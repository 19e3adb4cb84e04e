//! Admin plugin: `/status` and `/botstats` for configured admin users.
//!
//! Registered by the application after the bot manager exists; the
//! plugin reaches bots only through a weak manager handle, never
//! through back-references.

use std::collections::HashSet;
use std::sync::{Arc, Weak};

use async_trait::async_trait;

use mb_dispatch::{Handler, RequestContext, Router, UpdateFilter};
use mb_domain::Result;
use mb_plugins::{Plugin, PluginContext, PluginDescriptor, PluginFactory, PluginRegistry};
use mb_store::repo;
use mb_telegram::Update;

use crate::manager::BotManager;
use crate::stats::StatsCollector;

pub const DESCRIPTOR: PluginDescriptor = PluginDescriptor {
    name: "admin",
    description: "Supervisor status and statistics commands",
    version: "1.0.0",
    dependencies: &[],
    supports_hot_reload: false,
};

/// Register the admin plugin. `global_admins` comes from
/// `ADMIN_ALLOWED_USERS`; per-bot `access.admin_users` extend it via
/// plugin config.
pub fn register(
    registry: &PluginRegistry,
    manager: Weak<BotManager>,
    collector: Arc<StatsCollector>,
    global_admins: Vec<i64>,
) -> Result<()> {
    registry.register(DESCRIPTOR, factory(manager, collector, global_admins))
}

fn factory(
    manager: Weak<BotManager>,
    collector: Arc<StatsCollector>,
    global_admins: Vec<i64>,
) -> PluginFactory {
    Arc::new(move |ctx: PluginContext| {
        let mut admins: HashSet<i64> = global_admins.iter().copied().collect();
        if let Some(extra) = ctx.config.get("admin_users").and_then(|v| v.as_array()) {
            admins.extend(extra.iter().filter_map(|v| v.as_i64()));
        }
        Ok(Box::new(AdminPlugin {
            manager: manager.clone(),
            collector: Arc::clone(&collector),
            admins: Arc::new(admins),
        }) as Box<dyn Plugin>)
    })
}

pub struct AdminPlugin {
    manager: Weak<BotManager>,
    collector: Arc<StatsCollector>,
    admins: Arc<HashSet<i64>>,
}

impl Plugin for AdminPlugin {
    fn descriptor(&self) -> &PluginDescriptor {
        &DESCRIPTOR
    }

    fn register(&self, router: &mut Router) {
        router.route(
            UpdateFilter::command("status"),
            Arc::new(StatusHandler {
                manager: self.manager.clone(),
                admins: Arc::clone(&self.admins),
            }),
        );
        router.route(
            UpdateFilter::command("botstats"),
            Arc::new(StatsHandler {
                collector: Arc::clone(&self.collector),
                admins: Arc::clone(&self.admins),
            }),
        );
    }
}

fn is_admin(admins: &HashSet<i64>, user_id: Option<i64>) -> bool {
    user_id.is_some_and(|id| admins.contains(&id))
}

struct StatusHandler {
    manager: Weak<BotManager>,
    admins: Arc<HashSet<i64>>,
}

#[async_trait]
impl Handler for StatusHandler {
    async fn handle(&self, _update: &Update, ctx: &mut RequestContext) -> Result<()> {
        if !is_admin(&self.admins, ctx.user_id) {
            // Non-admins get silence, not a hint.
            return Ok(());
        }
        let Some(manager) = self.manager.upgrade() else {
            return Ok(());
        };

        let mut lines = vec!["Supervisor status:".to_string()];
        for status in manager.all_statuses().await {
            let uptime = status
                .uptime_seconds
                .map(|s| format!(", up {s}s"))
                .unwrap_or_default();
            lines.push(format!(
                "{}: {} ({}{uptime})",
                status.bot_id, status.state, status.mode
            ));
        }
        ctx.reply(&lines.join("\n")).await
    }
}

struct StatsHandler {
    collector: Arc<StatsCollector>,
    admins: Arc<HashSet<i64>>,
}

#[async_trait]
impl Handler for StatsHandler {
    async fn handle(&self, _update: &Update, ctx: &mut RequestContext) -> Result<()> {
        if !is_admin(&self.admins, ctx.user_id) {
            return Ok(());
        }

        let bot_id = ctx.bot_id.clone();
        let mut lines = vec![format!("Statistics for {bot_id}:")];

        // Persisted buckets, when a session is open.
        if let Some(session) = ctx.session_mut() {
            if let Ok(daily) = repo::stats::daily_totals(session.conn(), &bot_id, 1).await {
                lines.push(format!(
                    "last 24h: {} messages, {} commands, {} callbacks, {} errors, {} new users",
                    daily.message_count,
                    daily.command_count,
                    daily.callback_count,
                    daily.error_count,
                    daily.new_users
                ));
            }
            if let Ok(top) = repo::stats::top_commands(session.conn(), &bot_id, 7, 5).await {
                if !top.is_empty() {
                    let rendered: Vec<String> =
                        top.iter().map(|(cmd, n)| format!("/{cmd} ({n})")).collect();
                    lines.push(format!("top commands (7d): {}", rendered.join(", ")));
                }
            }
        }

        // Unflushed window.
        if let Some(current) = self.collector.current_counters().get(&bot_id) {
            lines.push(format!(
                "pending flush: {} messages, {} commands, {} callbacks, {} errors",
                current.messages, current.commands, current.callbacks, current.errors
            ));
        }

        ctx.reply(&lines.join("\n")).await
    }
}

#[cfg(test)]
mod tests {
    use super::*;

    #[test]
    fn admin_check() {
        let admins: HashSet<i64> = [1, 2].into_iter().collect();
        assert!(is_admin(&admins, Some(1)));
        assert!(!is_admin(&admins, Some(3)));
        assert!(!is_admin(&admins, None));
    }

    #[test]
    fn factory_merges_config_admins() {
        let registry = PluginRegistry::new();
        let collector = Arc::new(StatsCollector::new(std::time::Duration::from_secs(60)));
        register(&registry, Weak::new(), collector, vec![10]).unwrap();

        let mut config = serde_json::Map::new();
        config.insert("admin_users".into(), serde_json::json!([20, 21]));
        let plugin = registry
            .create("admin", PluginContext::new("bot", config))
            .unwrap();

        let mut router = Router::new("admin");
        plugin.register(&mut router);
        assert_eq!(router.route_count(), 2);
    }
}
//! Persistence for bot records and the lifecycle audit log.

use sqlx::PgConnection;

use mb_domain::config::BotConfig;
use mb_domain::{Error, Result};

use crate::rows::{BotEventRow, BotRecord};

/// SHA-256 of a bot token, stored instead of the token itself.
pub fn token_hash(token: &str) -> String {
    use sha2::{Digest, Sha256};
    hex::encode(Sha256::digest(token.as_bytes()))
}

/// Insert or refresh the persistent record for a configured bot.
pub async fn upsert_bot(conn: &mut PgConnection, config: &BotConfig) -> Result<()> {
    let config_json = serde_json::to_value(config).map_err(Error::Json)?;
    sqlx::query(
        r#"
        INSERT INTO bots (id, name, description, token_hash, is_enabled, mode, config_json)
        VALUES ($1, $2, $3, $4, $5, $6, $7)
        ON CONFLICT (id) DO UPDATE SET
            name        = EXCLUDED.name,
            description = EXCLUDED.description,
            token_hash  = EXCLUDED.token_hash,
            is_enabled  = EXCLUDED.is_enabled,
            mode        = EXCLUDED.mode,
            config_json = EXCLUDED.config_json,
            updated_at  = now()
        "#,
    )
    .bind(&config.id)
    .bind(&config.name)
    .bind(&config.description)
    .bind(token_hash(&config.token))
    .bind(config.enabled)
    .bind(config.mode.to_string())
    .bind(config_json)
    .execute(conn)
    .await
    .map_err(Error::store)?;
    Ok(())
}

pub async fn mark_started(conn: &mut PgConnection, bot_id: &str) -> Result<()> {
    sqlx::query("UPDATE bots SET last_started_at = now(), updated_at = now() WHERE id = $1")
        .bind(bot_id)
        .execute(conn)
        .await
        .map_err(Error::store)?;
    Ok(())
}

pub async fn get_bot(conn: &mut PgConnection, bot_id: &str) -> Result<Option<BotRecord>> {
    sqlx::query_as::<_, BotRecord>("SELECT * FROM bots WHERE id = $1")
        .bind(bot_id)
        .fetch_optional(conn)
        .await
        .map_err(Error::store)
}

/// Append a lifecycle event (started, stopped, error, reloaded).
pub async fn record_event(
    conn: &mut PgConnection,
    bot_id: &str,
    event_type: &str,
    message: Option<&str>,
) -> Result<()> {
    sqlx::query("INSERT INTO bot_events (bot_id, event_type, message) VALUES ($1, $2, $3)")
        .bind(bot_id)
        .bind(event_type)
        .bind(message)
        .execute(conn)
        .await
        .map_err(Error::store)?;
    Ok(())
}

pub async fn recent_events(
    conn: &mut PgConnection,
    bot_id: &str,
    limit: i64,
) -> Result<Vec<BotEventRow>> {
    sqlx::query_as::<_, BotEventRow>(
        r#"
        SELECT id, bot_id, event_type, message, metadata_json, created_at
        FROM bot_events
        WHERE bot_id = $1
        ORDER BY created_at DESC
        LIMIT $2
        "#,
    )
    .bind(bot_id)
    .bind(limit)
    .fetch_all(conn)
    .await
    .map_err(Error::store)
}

========================================

▶ _WHAT YOU ARE ASKED TO DO_
Starting with the first line of the entries and ending with the line that has "use crate::stats::StatsCollector;", copy each line exactly and add nothing.

▶ _WRITTEN ANSWER_
repository 19e3adb4cb84e04e
//! Admin plugin: `/status` and `/botstats` for configured admin users.
//!
//! Registered by the application after the bot manager exists; the
//! plugin reaches bots only through a weak manager handle, never
//! through back-references.

use std::collections::HashSet;
use std::sync::{Arc, Weak};

use async_trait::async_trait;

use mb_dispatch::{Handler, RequestContext, Router, UpdateFilter};
use mb_domain::Result;
use mb_plugins::{Plugin, PluginContext, PluginDescriptor, PluginFactory, PluginRegistry};
use mb_store::repo;
use mb_telegram::Update;

use crate::manager::BotManager;
use crate::stats::StatsCollector;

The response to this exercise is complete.